Bilateral Idiopathic Neuroretinitis

Affiliations

Bilateral Idiopathic Neuroretinitis

Cosmin Adrian Teodoru et al. Diagnostics (Basel). .

Abstract

Background/objectives: Neuroretinitis (NR) is a rare inflammatory condition characterized by sudden vision loss, optic disc edema and macular star appearance predominantly affecting individuals in their third and fourth decades of life.

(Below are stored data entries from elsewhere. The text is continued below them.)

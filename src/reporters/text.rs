//! Text (terminal) reporter with colors and formatting

use crate::models::Sentiment;
use crate::report::{CorpusReport, RecommendReport};
use anyhow::Result;

/// Reset ANSI color
const RESET: &str = "\x1b[0m";
const BOLD: &str = "\x1b[1m";
const DIM: &str = "\x1b[2m";
const YELLOW: &str = "\x1b[33m";

/// Render a recommendation as formatted terminal output
pub fn render_recommend(report: &RecommendReport) -> Result<String> {
    let mut out = String::new();

    // Header
    out.push_str(&format!("\n{BOLD}Draft Recommendations{RESET}\n"));
    out.push_str(&format!(
        "{DIM}──────────────────────────────────────{RESET}\n"
    ));
    out.push_str(&format!(
        "Score: {BOLD}{}/100{RESET}  Readability: {}  Relevance: {:.2}\n\n",
        format_score(report.final_score as f64),
        format_score(report.readability),
        report.relevance
    ));

    // Suggestions
    out.push_str(&format!(
        "{BOLD}SUGGESTIONS{RESET} ({})\n",
        report.suggestions.len()
    ));
    if report.suggestions.is_empty() {
        out.push_str(&format!("  {DIM}none{RESET}\n"));
    }
    for s in &report.suggestions {
        out.push_str(&format!(
            "  {DIM}{:>3}{RESET}  {:<32}  {DIM}{}{RESET}\n",
            s.rank,
            truncate(&s.phrase, 32),
            s.why
        ));
    }
    out.push('\n');

    // Weak sections
    if !report.weak_sections.is_empty() {
        out.push_str(&format!(
            "{BOLD}WEAK SECTIONS{RESET} ({})\n",
            report.weak_sections.len()
        ));
        for w in &report.weak_sections {
            out.push_str(&format!(
                "  {YELLOW}{:>5}..{:<5}{RESET}  {}  {DIM}({}){RESET}\n",
                w.start(),
                w.end(),
                w.issue,
                w.fix_hint
            ));
        }
        out.push('\n');
    }

    out.push_str(&format!(
        "{DIM}Tokens: {} in / {} out ({} total){RESET}\n",
        report.estimated_token_cost.input_tokens,
        report.estimated_token_cost.output_tokens,
        report.token_usage.total
    ));

    for warning in &report.warnings {
        out.push_str(&format!("{YELLOW}warning:{RESET} {}\n", warning));
    }

    Ok(out)
}

/// Render a corpus analysis as formatted terminal output
pub fn render_corpus(report: &CorpusReport) -> Result<String> {
    let mut out = String::new();
    let summary = &report.corpus_summary;

    out.push_str(&format!("\n{BOLD}Corpus Analysis{RESET}\n"));
    out.push_str(&format!(
        "{DIM}──────────────────────────────────────{RESET}\n"
    ));
    out.push_str(&format!(
        "Texts: {}  Sentiment: {}\n\n",
        report.results.len(),
        format_sentiment(&summary.sentiment)
    ));

    out.push_str(&format!("{BOLD}TOP TOPICS{RESET}\n"));
    if summary.topics.is_empty() {
        out.push_str(&format!("  {DIM}none{RESET}\n"));
    } else {
        out.push_str(&format!("  {}\n", summary.topics.join(", ")));
    }
    out.push('\n');

    if !report.results.is_empty() {
        out.push_str(&format!(
            "{DIM}  #   READ    SENTIMENT (+/=/-)     TOKENS{RESET}\n"
        ));
        out.push_str(&format!(
            "{DIM}  ──────────────────────────────────────────{RESET}\n"
        ));
        for (i, item) in report.results.iter().enumerate() {
            out.push_str(&format!(
                "  {DIM}{:>3}{RESET}  {:>6.2}  {:<20}  {:>6}\n",
                i + 1,
                item.readability,
                format_sentiment(&item.sentiment),
                item.token_usage.total
            ));
        }
    }

    Ok(out)
}

fn format_sentiment(s: &Sentiment) -> String {
    format!("{:.2}/{:.2}/{:.2}", s.positive, s.neutral, s.negative)
}

/// Truncate on char boundaries
fn truncate(s: &str, max: usize) -> String {
    if s.chars().count() > max {
        let head: String = s.chars().take(max.saturating_sub(3)).collect();
        format!("{}...", head)
    } else {
        s.to_string()
    }
}

/// Format score with color
fn format_score(score: f64) -> String {
    let color = if score >= 80.0 {
        "\x1b[32m"
    } else if score >= 60.0 {
        "\x1b[33m"
    } else {
        "\x1b[31m"
    };
    format!("{color}{:.0}{RESET}", score)
}
//! Init command - write the example user config

use crate::config::UserConfig;
use anyhow::Result;
use console::style;
use std::path::Path;

/// Run the init command
pub fn run(path: Option<&Path>) -> Result<()> {
    let (config_path, created) = match path {
        Some(path) => (path.to_path_buf(), UserConfig::write_example(path)?),
        None => {
            let path = UserConfig::user_config_path()
                .ok_or_else(|| anyhow::anyhow!("Could not determine config directory"))?;
            let created = UserConfig::write_example(&path)?;
            (path, created)
        }
    };

    if created {
        println!(
            "{} Created {}",
            style("✓").green(),
            style(config_path.display()).cyan()
        );
    } else {
        println!(
            "{} Config already exists at {}",
            style("✓").green(),
            style(config_path.display()).cyan()
        );
    }

    println!("\nNext steps:");
    println!(
        "  {} Add an API key (or set OPENAI_API_KEY)",
        style(config_path.display()).cyan()
    );
    println!(
        "  {} Get suggestions for a draft",
        style("draftscope recommend draft.md").cyan()
    );

    Ok(())
}
//! Image decoding and binarization.
//!
//! Accepts raw image bytes (PNG, JPEG, BMP, WebP), converts to a
//! single-channel grayscale image, and thresholds it into a binary
//! ink mask (255 = foreground stroke, 0 = background).
//!
//! The default polarity treats dark pixels as ink (inverse threshold),
//! matching scanned pen drawings: dark ink on light paper.

use image::GrayImage;

use crate::types::TraceError;

/// Decode raw image bytes and convert to grayscale.
///
/// Supports PNG, JPEG, BMP, and WebP formats (whatever the `image`
/// crate can decode). The standard luminance formula is used for
/// RGB-to-gray conversion.
///
/// # Errors
///
/// Returns [`TraceError::EmptyInput`] if `bytes` is empty.
/// Returns [`TraceError::ImageDecode`] if the image format is
/// unrecognized or the data is corrupt.
pub fn decode_and_grayscale(bytes: &[u8]) -> Result<GrayImage, TraceError> {
    if bytes.is_empty() {
        return Err(TraceError::EmptyInput);
    }

    let img = image::load_from_memory(bytes)?;
    Ok(img.to_luma8())
}

/// Threshold a grayscale image into a binary mask.
///
/// With `invert == false`, pixels strictly darker than `threshold`
/// become foreground (255). With `invert == true`, pixels at or above
/// `threshold` become foreground (light strokes on dark background).
#[must_use = "returns the binary mask"]
pub fn threshold_mask(gray: &GrayImage, threshold: u8, invert: bool) -> GrayImage {
    let mut mask = GrayImage::new(gray.width(), gray.height());
    for (src, dst) in gray.pixels().zip(mask.pixels_mut()) {
        let ink = (src.0[0] < threshold) != invert;
        dst.0[0] = if ink { 255 } else { 0 };
    }
    mask
}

Methods: This paper describes the case of 33-year-old Caucasian man with no significant medical history complaining of decreased vision for about a week.

Results: The ophthalmological exam revealed best-corrected visual acuity (BCVA) for the right eye (RE) of 0.8 (decimal notation) and of 0.9 for the left eye (LE). Intraocular pressure (IOP) was 20 mmHg in RE and 18 mmHg in LE. Slit-lamp examination of both eyes (OU) showed no evidence of intraocular inflammation in the anterior chamber or vitreous cavity. Examination of the posterior pole of the right eye showed bilateral papilledema with an incomplete macular fan pattern.

Conclusions: Despite extensive laboratory tests, including serologic and imaging investigations, a definitive etiology remained unclear. It is very important to differentiate NR from other optic nerve disorders, requiring careful clinical evaluation and observation of the evolution of symptoms.

Keywords: macular fan; neuroretinitis; optic disc edema.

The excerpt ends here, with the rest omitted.